→ THE TASK:
Restate the records that follow. Every word must match.

→ DATA FOR PROCESSING:
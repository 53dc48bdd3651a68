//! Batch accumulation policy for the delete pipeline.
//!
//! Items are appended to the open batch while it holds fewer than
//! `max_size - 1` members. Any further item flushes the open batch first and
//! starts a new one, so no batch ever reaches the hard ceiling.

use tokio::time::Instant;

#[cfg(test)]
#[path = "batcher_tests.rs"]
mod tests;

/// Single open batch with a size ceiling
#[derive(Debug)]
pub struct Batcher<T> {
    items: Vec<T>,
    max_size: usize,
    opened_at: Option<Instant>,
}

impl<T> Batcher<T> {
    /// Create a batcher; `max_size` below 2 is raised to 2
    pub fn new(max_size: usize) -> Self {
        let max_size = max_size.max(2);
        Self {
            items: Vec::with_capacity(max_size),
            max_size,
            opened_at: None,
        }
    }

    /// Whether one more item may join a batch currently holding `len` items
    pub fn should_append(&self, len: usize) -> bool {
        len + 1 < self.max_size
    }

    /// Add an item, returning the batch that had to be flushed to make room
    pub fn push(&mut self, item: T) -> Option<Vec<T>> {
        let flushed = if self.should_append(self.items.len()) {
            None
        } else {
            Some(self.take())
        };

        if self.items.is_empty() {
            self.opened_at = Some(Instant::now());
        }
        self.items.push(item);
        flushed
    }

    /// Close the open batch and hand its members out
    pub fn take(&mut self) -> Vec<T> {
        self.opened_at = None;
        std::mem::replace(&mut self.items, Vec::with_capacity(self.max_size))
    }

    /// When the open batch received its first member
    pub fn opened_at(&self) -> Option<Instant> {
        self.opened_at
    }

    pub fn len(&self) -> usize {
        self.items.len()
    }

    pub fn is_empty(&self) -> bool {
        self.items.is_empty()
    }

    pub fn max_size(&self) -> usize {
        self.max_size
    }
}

→ ANSWER BELOW:
repository 53dc48bdd3651a68
//! Batch accumulation policy for the delete pipeline.
//!
//! Items are appended to the open batch while it holds fewer than
//! `max_size - 1` members. Any further item flushes the open batch first and
//! starts a new one, so no batch ever reaches the hard ceiling.

use tokio::time::Instant;

#[cfg(test)]
#[path = "batcher_tests.rs"]
mod tests;

/// Single open batch with a size ceiling
#[derive(Debug)]
pub struct Batcher<T> {
    items: Vec<T>,
    max_size: usize,
    opened_at: Option<Instant>,
}

impl<T> Batcher<T> {
    /// Create a batcher; `max_size` below 2 is raised to 2
    pub fn new(max_size: usize) -> Self {
        let max_size = max_size.max(2);
        Self {
            items: Vec::with_capacity(max_size),
            max_size,
            opened_at: None,
        }
    }

    /// Whether one more item may join a batch currently holding `len` items
    pub fn should_append(&self, len: usize) -> bool {
        len + 1 < self.max_size
    }

    /// Add an item, returning the batch that had to be flushed to make room
    pub fn push(&mut self, item: T) -> Option<Vec<T>> {
        let flushed = if self.should_append(self.items.len()) {
            None
        } else {
            Some(self.take())
        };

        if self.items.is_empty() {
            self.opened_at = Some(Instant::now());
        }
        self.items.push(item);
        flushed
    }

    /// Close the open batch and hand its members out
    pub fn take(&mut self) -> Vec<T> {
        self.opened_at = None;
        std::mem::replace(&mut self.items, Vec::with_capacity(self.max_size))
    }

    /// When the open batch received its first member
    pub fn opened_at(&self) -> Option<Instant> {
        self.opened_at
    }

    pub fn len(&self) -> usize {
        self.items.len()
    }

    pub fn is_empty(&self) -> bool {
        self.items.is_empty()
    }

    pub fn max_size(&self) -> usize {
        self.max_size
    }
}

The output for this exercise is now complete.